Some believe that similarities and opposites can be identified and evaluated in terms of their compatibilities based on character traits and/or personality types. That may very well be so, but who is an expert in that? And who can tell which character trait or personality type goes well together with another or not? Two people may bond on several levels, channels, or domains that anyone, especially a quaint one, can be so powerful as to make prominent others rather irrelevant.
Again, the same taxonomy used in Unpacking Love may serve as one of perhaps many frameworks or models to evaluate opposites. If one of the partners is really into devotion to a deity and takes his or her daily clues from revelation, and the other is into playful sex during day and night and to no end, how is that going to work out in the long run?
Opposites attract, they say. Sure, they may fascinate for a while, maybe even for a long while, but for the span of a shared life?

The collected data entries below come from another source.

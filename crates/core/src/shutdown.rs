//! The ordered quit sequence shared by the dashboard and standalone runners.

use crate::error::Result;
use crate::supervisor::Supervisor;
use crate::tunnel::TunnelCloser;
use crate::watcher::Watcher;

/// Tears the session down: stop watching, terminate the child, release the
/// tunnel pool, in that order.
///
/// Every step is a no-op for a component that was never started, so the
/// sequence is safe to run from any point of the startup path. The tunnel is
/// always released, even when stopping the child fails.
///
/// # Errors
///
/// Returns an error if the child could not be stopped cleanly.
pub async fn shutdown(
    watcher: &mut Watcher,
    supervisor: &Supervisor,
    closer: Option<TunnelCloser>,
) -> Result<()> {
    watcher.close();
    let stopped = supervisor.stop().await;
    if let Some(closer) = closer {
        closer.close();
    }
    stopped
}

#[cfg(test)]
mod tests {
    use super::*;
    use crate::supervisor::Status;
    use std::time::Duration;
    use tokio::sync::mpsc;
    use tokio::time::timeout;

    #[tokio::test]
    async fn test_shutdown_with_nothing_started() {
        let (log_tx, _log_rx) = mpsc::unbounded_channel();
        let supervisor = Supervisor::new(log_tx);
        let (mut watcher, _activity_rx) = Watcher::new(false);

        // No tunnel, no child, watcher never started: every step must be a
        // no-op, and running the sequence twice must be just as harmless.
        shutdown(&mut watcher, &supervisor, None).await.unwrap();
        shutdown(&mut watcher, &supervisor, None).await.unwrap();
        assert_eq!(supervisor.status(), Status::Idle);
    }

    #[tokio::test]
    async fn test_shutdown_stops_child_and_watcher() {
        let dir = tempfile::tempdir().unwrap();
        let (log_tx, _log_rx) = mpsc::unbounded_channel();
        let supervisor = Supervisor::new(log_tx);
        let (mut watcher, mut activity_rx) = Watcher::new(true);
        watcher.start(dir.path()).unwrap();

        let runner = supervisor.clone();
        let command = vec!["sleep".to_string(), "30".to_string()];
        let run = tokio::spawn(async move { runner.run(&command).await });
        timeout(Duration::from_secs(5), async {
            while supervisor.status() != Status::Running {
                tokio::time::sleep(Duration::from_millis(10)).await;
            }
        })
        .await
        .unwrap();

        shutdown(&mut watcher, &supervisor, None).await.unwrap();
        run.await.unwrap().unwrap();
        assert_eq!(supervisor.status(), Status::Exited);

        // The watch loop is gone, so later filesystem activity never
        // becomes a signal.
        std::fs::write(dir.path().join("late.txt"), b"late").unwrap();
        tokio::time::sleep(Duration::from_millis(600)).await;
        assert!(activity_rx.try_recv().is_err());
    }
}
//! The dashboard event loop.
//!
//! Terminal input is read on a dedicated thread and republished as events,
//! while everything else (child output, internal logs, tunnel establishment,
//! filesystem activity) arrives over channels. One `select!` loop owns all
//! state, so no mutation ever races.

use std::io::{stdout, Stdout};
use std::path::Path;
use std::time::Duration;

use crossterm::event::{Event, KeyEvent, KeyEventKind};
use crossterm::terminal::{
    disable_raw_mode, enable_raw_mode, EnterAlternateScreen, LeaveAlternateScreen,
};
use crossterm::{event, execute};
use log::{error, info};
use ratatui::backend::CrosstermBackend;
use ratatui::Terminal;
use tokio::sync::{mpsc, oneshot};

use burrow_core::config::Config;
use burrow_core::error::{Error, Result};
use burrow_core::logging::PaneLogger;
use burrow_core::proxy::Proxy;
use burrow_core::shutdown::shutdown;
use burrow_core::supervisor::Supervisor;
use burrow_core::tunnel::{Tunnel, TunnelCloser};
use burrow_core::watcher::Watcher;

use crate::app::{Action, App};
use crate::keymap::Keymap;
use crate::view;

const INPUT_POLL: Duration = Duration::from_millis(50);
const TICK_EVERY: u32 = 2;

enum InputEvent {
    Key(KeyEvent),
    Resize,
    Tick,
}

/// Reads terminal input on its own thread; async code only sees the channel.
///
/// One synthetic resize is sent up front so the loop learns the initial
/// dimensions; crossterm only reports subsequent changes.
fn spawn_input_thread(tx: mpsc::UnboundedSender<InputEvent>) {
    std::thread::spawn(move || {
        if tx.send(InputEvent::Resize).is_err() {
            return;
        }
        let mut polls: u32 = 0;
        loop {
            let input = match event::poll(INPUT_POLL) {
                Ok(true) => match event::read() {
                    Ok(Event::Key(key)) if key.kind != KeyEventKind::Release => {
                        Some(InputEvent::Key(key))
                    }
                    Ok(Event::Resize(_, _)) => Some(InputEvent::Resize),
                    Ok(_) => None,
                    Err(_) => return,
                },
                Ok(false) => {
                    polls += 1;
                    (polls % TICK_EVERY == 0).then_some(InputEvent::Tick)
                }
                Err(_) => return,
            };
            if let Some(input) = input {
                if tx.send(input).is_err() {
                    return;
                }
            }
        }
    });
}

fn setup_terminal() -> Result<Terminal<CrosstermBackend<Stdout>>> {
    enable_raw_mode()?;
    execute!(stdout(), EnterAlternateScreen)?;
    Ok(Terminal::new(CrosstermBackend::new(stdout()))?)
}

fn restore_terminal() -> Result<()> {
    execute!(stdout(), LeaveAlternateScreen)?;
    disable_raw_mode()?;
    Ok(())
}

fn spawn_restart(supervisor: &Supervisor, command: Vec<String>) {
    let supervisor = supervisor.clone();
    tokio::spawn(async move {
        if let Err(err) = supervisor.restart(&command).await {
            error!("{err}");
        }
    });
}

/// Runs the dashboard until the user quits or the tunnel fails.
///
/// # Errors
///
/// Returns an error if the terminal or logger cannot be set up, or if the
/// tunnel cannot be established or dies while serving.
pub async fn run(config: Config) -> Result<()> {
    let (log_tx, mut log_rx) = mpsc::unbounded_channel();
    PaneLogger::install(log_tx.clone())?;

    let supervisor = Supervisor::new(log_tx);
    let (mut watcher, mut activity_rx) = Watcher::new(config.watch);

    // The lease request and the serving pool run off-loop; the loop learns
    // the public URL from one channel and a fatal serve error from the other.
    let client = reqwest::Client::new();
    let proxy = Proxy::new(client.clone(), &config);
    let (established_tx, mut established_rx) = oneshot::channel();
    let (serve_tx, mut serve_rx) = oneshot::channel();
    {
        let base_url = config.server_base_url.clone();
        tokio::spawn(async move {
            match Tunnel::open(&client, &base_url).await {
                Ok(tunnel) => {
                    let handle = (tunnel.url().to_string(), tunnel.closer());
                    if established_tx.send(Ok(handle)).is_err() {
                        return;
                    }
                    let _ = serve_tx.send(tunnel.serve(proxy).await);
                }
                Err(err) => {
                    let _ = established_tx.send(Err(err));
                }
            }
        });
    }

    let mut terminal = setup_terminal()?;
    let (input_tx, mut input_rx) = mpsc::unbounded_channel();
    spawn_input_thread(input_tx);

    let keymap = Keymap::default();
    let mut app = App::new(config.command.clone());
    info!("Forwarding tunnel traffic to {}", config.listen_url());

    let mut closer: Option<TunnelCloser> = None;
    let outcome = event_loop(
        &mut terminal,
        &mut app,
        &keymap,
        &supervisor,
        &mut watcher,
        &mut established_rx,
        &mut serve_rx,
        &mut input_rx,
        &mut log_rx,
        &mut activity_rx,
        &mut closer,
    )
    .await;

    // Same teardown on quit and on failure, then hand the terminal back.
    let stopped = shutdown(&mut watcher, &supervisor, closer).await;
    restore_terminal()?;
    stopped?;
    outcome
}

#[allow(clippy::too_many_arguments)]
async fn event_loop(
    terminal: &mut Terminal<CrosstermBackend<Stdout>>,
    app: &mut App,
    keymap: &Keymap,
    supervisor: &Supervisor,
    watcher: &mut Watcher,
    established_rx: &mut oneshot::Receiver<Result<(String, TunnelCloser)>>,
    serve_rx: &mut oneshot::Receiver<Result<()>>,
    input_rx: &mut mpsc::UnboundedReceiver<InputEvent>,
    log_rx: &mut mpsc::UnboundedReceiver<burrow_core::logs::LogLine>,
    activity_rx: &mut mpsc::UnboundedReceiver<()>,
    closer: &mut Option<TunnelCloser>,
) -> Result<()> {
    let mut established = false;
    loop {
        terminal.draw(|frame| view::render(frame, app, keymap))?;

        tokio::select! {
            lease = &mut *established_rx, if !established => {
                established = true;
                let (public_url, tunnel_closer) =
                    lease.map_err(|_| Error::ChannelClosed("tunnel establishment"))??;
                info!("Tunnel ready at {public_url}");
                app.set_public_url(public_url);
                *closer = Some(tunnel_closer);
                // Only a reachable tunnel justifies starting the child and
                // watching for changes. A watch registration failure is not
                // worth dying for; reload still works by hand.
                spawn_restart(supervisor, app.command.clone());
                if let Err(err) = watcher.start(Path::new(".")) {
                    error!("{err}");
                }
            }
            served = &mut *serve_rx, if established => {
                // The pool only returns early on failure; closing it
                // ourselves happens after the loop ends.
                served.map_err(|_| Error::ChannelClosed("tunnel serving"))??;
                return Err(Error::TunnelWorker("tunnel closed unexpectedly".to_string()));
            }
            input = input_rx.recv() => {
                match input {
                    Some(InputEvent::Key(key)) => match app.handle_key(keymap, key) {
                        Action::Restart => spawn_restart(supervisor, app.command.clone()),
                        Action::Quit => return Ok(()),
                        Action::None => {}
                    },
                    Some(InputEvent::Resize) => app.handle_resize(),
                    Some(InputEvent::Tick) => app.tick(),
                    None => return Err(Error::ChannelClosed("terminal input")),
                }
            }
            line = log_rx.recv() => {
                match line {
                    Some(line) => app.push_log(line),
                    None => return Err(Error::ChannelClosed("log")),
                }
            }
            activity = activity_rx.recv() => {
                match activity {
                    Some(()) => {
                        info!("Change detected, restarting: {}", app.command.join(" "));
                        spawn_restart(supervisor, app.command.clone());
                    }
                    None => return Err(Error::ChannelClosed("watcher activity")),
                }
            }
        }
    }
}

Now, the male / female dichotomy seems to have the best record in human history. Children do well in that scenario. But I have encountered heterosexual couples where one partner seems to be dying of boredom with the other. At other times both seem to be afflicted with that condition, as in the case of the couple falling asleep together in a movie theatre.
Opposites matter as some may empower and others diminish a promising partner’s self.

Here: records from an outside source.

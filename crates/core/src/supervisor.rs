//! Process supervision: start, stop and restart one child command at a time.
//!
//! The child runs in its own process group so the whole subtree can be
//! signaled together. Its stdout and stderr are piped into tagged line
//! readers, and its exit is awaited by the task that started it, which is the
//! only place the child is reaped.

use std::process::Stdio;
use std::sync::Arc;
use std::time::Duration;

use log::{info, warn};
use parking_lot::Mutex;
use tokio::process::Command;
use tokio::sync::mpsc::UnboundedSender;
use tokio::sync::watch;
use tokio::time::timeout;

use crate::error::{Error, Result};
use crate::logs::{spawn_line_reader, LogLine, LogSource};

/// Grace window between the terminate signal and the kill escalation.
const KILL_ESCALATION: Duration = Duration::from_millis(200);

/// Lifecycle of the supervised command.
#[derive(Debug, Clone, Copy, PartialEq, Eq)]
pub enum Status {
    Idle,
    Starting,
    Running,
    Stopping,
    Exited,
}

struct Shared {
    /// Process-group id of the running child, cleared once the child exits.
    pgid: Mutex<Option<i32>>,
    status: watch::Sender<Status>,
}

/// Owns the lifecycle of one child command at a time.
///
/// Cloning is cheap; clones share the same child. At most one [`run`] may be
/// in flight per supervisor, and callers serialize a new start after a prior
/// [`stop`] by using [`restart`].
///
/// [`run`]: Supervisor::run
/// [`stop`]: Supervisor::stop
/// [`restart`]: Supervisor::restart
#[derive(Clone)]
pub struct Supervisor {
    log_tx: UnboundedSender<LogLine>,
    shared: Arc<Shared>,
}

impl Supervisor {
    /// Returns a new supervisor publishing child output on `log_tx`.
    pub fn new(log_tx: UnboundedSender<LogLine>) -> Self {
        let (status, _) = watch::channel(Status::Idle);
        Self {
            log_tx,
            shared: Arc::new(Shared {
                pgid: Mutex::new(None),
                status,
            }),
        }
    }

    pub fn status(&self) -> Status {
        *self.shared.status.borrow()
    }

    /// Runs the command, blocking the calling task until the process exits.
    ///
    /// # Errors
    ///
    /// Returns [`Error::EmptyCommand`] for an empty spec, [`Error::Spawn`] if
    /// the process cannot be started, and [`Error::StartOverlap`] if another
    /// run is still in flight.
    pub async fn run(&self, spec: &[String]) -> Result<()> {
        let Some((program, args)) = spec.split_first() else {
            return Err(Error::EmptyCommand);
        };
        // Claiming Starting must be one atomic step with the check, or two
        // concurrent runs could both pass the guard.
        let claimed = self.shared.status.send_if_modified(|status| {
            if matches!(*status, Status::Idle | Status::Exited) {
                *status = Status::Starting;
                true
            } else {
                false
            }
        });
        if !claimed {
            return Err(Error::StartOverlap);
        }
        info!("Starting new process: {}", spec.join(" "));

        let mut command = Command::new(program);
        command
            .args(args)
            .stdin(Stdio::null())
            .stdout(Stdio::piped())
            .stderr(Stdio::piped());
        #[cfg(unix)]
        command.process_group(0);

        let mut child = match command.spawn() {
            Ok(child) => child,
            Err(original) => {
                self.shared.status.send_replace(Status::Idle);
                return Err(Error::spawn_error(program.clone(), original));
            }
        };

        if let Some(stdout) = child.stdout.take() {
            spawn_line_reader(LogSource::Stdout, stdout, self.log_tx.clone());
        }
        if let Some(stderr) = child.stderr.take() {
            spawn_line_reader(LogSource::Stderr, stderr, self.log_tx.clone());
        }

        // The child leads its own process group, so its pid doubles as pgid.
        *self.shared.pgid.lock() = child.id().map(|pid| pid as i32);
        self.shared.status.send_replace(Status::Running);

        let exit = child.wait().await;
        *self.shared.pgid.lock() = None;
        self.shared.status.send_replace(Status::Exited);

        match exit {
            Ok(status) => {
                info!("Process exited: {program} ({status})");
                Ok(())
            }
            Err(original) => Err(Error::SubProcess(original)),
        }
    }

    /// Stops the running process group and waits for the process to be
    /// reaped. No-op when nothing is running.
    ///
    /// The group first receives a terminate signal; if the process has not
    /// exited within a short grace window it is killed. A delivery failure is
    /// reported but treated as success, since the target may have already
    /// exited on its own.
    pub async fn stop(&self) -> Result<()> {
        let pgid = self.shared.pgid.lock().take();
        let Some(pgid) = pgid else {
            return Ok(());
        };
        // The child can beat us here with a natural exit: once the run task
        // has published Exited there is nothing left to signal or wait for,
        // and overwriting the status would wait forever.
        let stopping = self.shared.status.send_if_modified(|status| {
            if matches!(*status, Status::Starting | Status::Running) {
                *status = Status::Stopping;
                true
            } else {
                false
            }
        });
        if !stopping {
            return Ok(());
        }

        signal_group(pgid, Signal::Terminate);
        let mut status_rx = self.shared.status.subscribe();
        if timeout(KILL_ESCALATION, wait_exited(&mut status_rx))
            .await
            .is_err()
        {
            signal_group(pgid, Signal::Kill);
            wait_exited(&mut status_rx).await?;
        }
        Ok(())
    }

    /// Defensive cleanup for a process group already marked exited; no-op
    /// otherwise.
    pub fn kill(&self) {
        if self.status() != Status::Exited {
            return;
        }
        if let Some(pgid) = *self.shared.pgid.lock() {
            signal_group(pgid, Signal::Kill);
        }
    }

    /// Stops the current process, waits for completion, then starts `spec`.
    ///
    /// Strictly sequential, so two processes never race for the same port.
    pub async fn restart(&self, spec: &[String]) -> Result<()> {
        self.stop().await?;
        self.run(spec).await
    }
}

async fn wait_exited(status_rx: &mut watch::Receiver<Status>) -> Result<()> {
    while !matches!(*status_rx.borrow_and_update(), Status::Exited | Status::Idle) {
        status_rx
            .changed()
            .await
            .map_err(|_| Error::ChannelClosed("supervisor status"))?;
    }
    Ok(())
}

enum Signal {
    Terminate,
    Kill,
}

#[cfg(unix)]
fn signal_group(pgid: i32, signal: Signal) {
    use nix::errno::Errno;
    use nix::sys::signal::{killpg, Signal as NixSignal};
    use nix::unistd::Pid;

    let signal = match signal {
        Signal::Terminate => NixSignal::SIGTERM,
        Signal::Kill => NixSignal::SIGKILL,
    };
    match killpg(Pid::from_raw(pgid), signal) {
        // Already gone counts as delivered.
        Ok(()) | Err(Errno::ESRCH) => {}
        Err(err) => warn!("Error trying to stop process group {pgid}: {err}"),
    }
}

#[cfg(not(unix))]
fn signal_group(_pgid: i32, _signal: Signal) {}
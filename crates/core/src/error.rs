use thiserror::Error;

pub type Result<T> = std::result::Result<T, Error>;

#[derive(Error, Debug)]
pub enum Error {
    #[error("No program to run.")]
    EmptyCommand,

    #[error("Port needs to be specified, either by the BURROW_PORT environment variable, or by the first argument to the program.")]
    MissingPort,

    #[error("A process is already running; stop it before starting a new one.")]
    StartOverlap,

    #[error("Error spawning `{}`: {}", .command, .original)]
    Spawn {
        command: String,
        original: std::io::Error,
    },

    #[error("Error waiting for sub process: {}", .0)]
    SubProcess(std::io::Error),

    #[error("IO error: {}", .0)]
    Io(#[from] std::io::Error),

    #[error("Error installing logger: {}", .0)]
    Logger(#[from] log::SetLoggerError),

    #[error("Error watching for changes: {}", .0)]
    Watch(#[from] notify::Error),

    #[error("Invalid server base URL `{}`: {}", .url, .original)]
    BaseUrl {
        url: String,
        original: url::ParseError,
    },

    #[error("Error requesting tunnel from `{}`: {}", .base_url, .original)]
    TunnelRequest {
        base_url: String,
        original: reqwest::Error,
    },

    #[error("Tunnel server returned an unusable lease: {}", .0)]
    TunnelLease(String),

    #[error("Error connecting to tunnel endpoint `{}` after {} attempts: {}", .host, .attempts, .original)]
    TunnelConnect {
        host: String,
        attempts: u32,
        original: std::io::Error,
    },

    #[error("Tunnel worker failed: {}", .0)]
    TunnelWorker(String),

    #[error("Error reading request body: {}", .0)]
    RequestBody(hyper::Error),

    #[error("Error forwarding request upstream: {}", .0)]
    Upstream(reqwest::Error),

    #[error("Error building proxy response: {}", .0)]
    Response(#[from] hyper::http::Error),

    #[error("The {} channel closed unexpectedly.", .0)]
    ChannelClosed(&'static str),
}

impl Error {
    pub fn spawn_error(command: String, original: std::io::Error) -> Self {
        Self::Spawn { command, original }
    }

    pub fn base_url_error(url: String, original: url::ParseError) -> Self {
        Self::BaseUrl { url, original }
    }

    pub fn tunnel_request_error(base_url: String, original: reqwest::Error) -> Self {
        Self::TunnelRequest { base_url, original }
    }
}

A great little book to buy and read now would be 101 Questions to Ask Before You Get Engaged by H. Norman Wright, 2004, Harvest House Publishers. The book’s content makes for a great checklist as is not academic, preachy, or anything that could annoy a sincere reader, religious or not. It is just to the point that its title makes. Books convey personal content more extensively than introductory websites like truelove.singles can do.
Consider the framework of the three steps of how people may select a mate: liking, similarities, and opposites; and follow that up with going over the 101 Questions once a promising single is in sight. It is very possible for anyone to craft their own comprehensive checklist. That is part and parcel of the ‘labor of love’ effort.